Seorang ulama bernama Abu ‘Ali ad-Daqqaq rahimahullah (wafat 412 H) berkata:

الساكت عن الحق شيطان أخرس، والناطق بالباطل شيطان ناطق

“Orang yang diam dari kebenaran adalah setan yang bisu, dan orang yang menyampaikan kebathilan adalah setan yang berbicara.”

Perkataan beliau ada benarnya, terlihat sederhana namun cukup berat. Kita dituntut untuk pandai memilah antara haq dan bathil, karena bisa saja mereka yang banyak berbicara bisa terjerumus ke dalam dua pilihan, menjadi setan bisu atau setan yang berbicara. Kita enggan menjadi keduanya, maka beranilah berbicara dengan ilmu dan dengan dorongan keimanan agar tidak tergelincir pada niat yang salah.

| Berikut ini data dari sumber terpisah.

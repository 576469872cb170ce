//! Documents and their metadata as they travel through the fetch pipeline

use crate::state::Reference;
use serde::Serialize;
use std::collections::BTreeMap;

/// Metadata keys set by the crawler itself
pub mod keys {
    pub const URL: &str = "collector.url";
    pub const DEPTH: &str = "collector.depth";
    pub const CONTENT_TYPE: &str = "collector.content-type";
    pub const CONTENT_ENCODING: &str = "collector.content-encoding";
    pub const SITEMAP_LAST_MOD: &str = "collector.sm-lastmod";
    pub const SITEMAP_CHANGE_FREQ: &str = "collector.sm-changefreq";
    pub const SITEMAP_PRIORITY: &str = "collector.sm-priority";
    pub const REDIRECT_TARGET: &str = "collector.redirect-target";
}

/// Multi-valued metadata with case-insensitive keys
///
/// The first spelling of a key is kept, so HTTP headers keep the case the
/// server sent.
#[derive(Debug, Clone, Default, PartialEq, Serialize)]
#[serde(transparent)]
pub struct Metadata(BTreeMap<String, Vec<String>>);

impl Metadata {
    pub fn new() -> Self {
        Self::default()
    }

    fn key_for(&self, key: &str) -> Option<String> {
        self.0.keys().find(|k| k.eq_ignore_ascii_case(key)).cloned()
    }

    /// Appends a value to a key
    pub fn add(&mut self, key: &str, value: impl Into<String>) {
        let key = self.key_for(key).unwrap_or_else(|| key.to_string());
        self.0.entry(key).or_default().push(value.into());
    }

    /// Replaces all values of a key with a single value
    pub fn set(&mut self, key: &str, value: impl Into<String>) {
        self.remove(key);
        self.0.insert(key.to_string(), vec![value.into()]);
    }

    /// Removes a key, returning its values
    pub fn remove(&mut self, key: &str) -> Option<Vec<String>> {
        let existing = self.key_for(key)?;
        self.0.remove(&existing)
    }

    /// Returns the first value of a key
    pub fn get(&self, key: &str) -> Option<&str> {
        self.get_all(key).first().map(String::as_str)
    }

    /// Returns every value of a key
    pub fn get_all(&self, key: &str) -> &[String] {
        self.0
            .iter()
            .find(|(k, _)| k.eq_ignore_ascii_case(key))
            .map(|(_, v)| v.as_slice())
            .unwrap_or(&[])
    }

    pub fn contains_key(&self, key: &str) -> bool {
        self.key_for(key).is_some()
    }

    pub fn iter(&self) -> impl Iterator<Item = (&String, &Vec<String>)> {
        self.0.iter()
    }

    pub fn len(&self) -> usize {
        self.0.len()
    }

    pub fn is_empty(&self) -> bool {
        self.0.is_empty()
    }

    /// Copies every entry of `other` into this metadata, appending values
    pub fn extend_from(&mut self, other: &Metadata) {
        for (key, values) in other.iter() {
            for value in values {
                self.add(key, value.clone());
            }
        }
    }
}

/// A fetched document
#[derive(Debug, Clone)]
pub struct CrawlDocument {
    pub reference: Reference,
    pub content: Vec<u8>,
    /// Mime type without parameters, e.g. `text/html`
    pub content_type: Option<String>,
    /// Character set from the `Content-Type` header
    pub content_encoding: Option<String>,
    pub metadata: Metadata,
}

impl CrawlDocument {
    pub fn new(reference: Reference) -> Self {
        Self {
            reference,
            content: Vec::new(),
            content_type: None,
            content_encoding: None,
            metadata: Metadata::new(),
        }
    }

    pub fn url(&self) -> &str {
        &self.reference.url
    }

    /// Returns true for HTML and XHTML documents
    pub fn is_html(&self) -> bool {
        matches!(
            self.content_type.as_deref(),
            Some("text/html") | Some("application/xhtml+xml")
        )
    }

    /// Content decoded as text, replacing invalid UTF-8 sequences
    pub fn text(&self) -> String {
        String::from_utf8_lossy(&self.content).into_owned()
    }
}

/// Splits a `Content-Type` header into a lower-cased mime type and charset
pub fn parse_content_type(value: &str) -> (Option<String>, Option<String>) {
    let mut parts = value.split(';');
    let mime = parts
        .next()
        .map(|m| m.trim().to_ascii_lowercase())
        .filter(|m| !m.is_empty());
    let charset = parts.find_map(|param| {
        let (name, value) = param.split_once('=')?;
        name.trim()
            .eq_ignore_ascii_case("charset")
            .then(|| value.trim().trim_matches('"').to_string())
            .filter(|v| !v.is_empty())
    });
    (mime, charset)
}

Jangan tertipu dengan kebahagiaan dunia, karena yang memberi jalan untuk memikirkannya hanyalah hawa nafsu. Kita senang dan sedih harus karena Allah, susah dan lapang harus karena Allah, rindu pemimpin adil dan benci pemimpin dzolim pun harus karena Allah, bukan karena hawa nafsu. Mengingatkan langsung lebih baik, jika ada hasutan untuk melanggar hukum syara’ saat mengingatkan, maka lebih baik mendoakan mereka. Berdoa agar diberikan hidayah, dan diberikan balasan yang setimpal atas perbuatannya. Jika kita sudah tidak percaya pada pengadilan manusia, maka serahkan saja pada pengadilan Allah swt, dzat yang Maha Adil. Bahkan mendoakan keburukan bagi pemimpin dzalim adalah sunnah yang dapat dilakukan, sebagaimana sabda Nabi saw.

“Ya Allah, siapa saja yang memimpin/mengurusi urusan umatku, yang kemudia dia menyayangi mereka, maka sayangilah ia. Dan siapa saja yang menyusahkan mereka, maka susahkanlah dia.” (HR. Imam Muslim)

Semoga Allah swt. memberikan keistiqomahan agar kita selalu berada dalam jalan-Nya dan diberikan kekuatan agar kita kuat dalam menghadapi setiap ujian-Nya. Wallahu a’lam bis showab.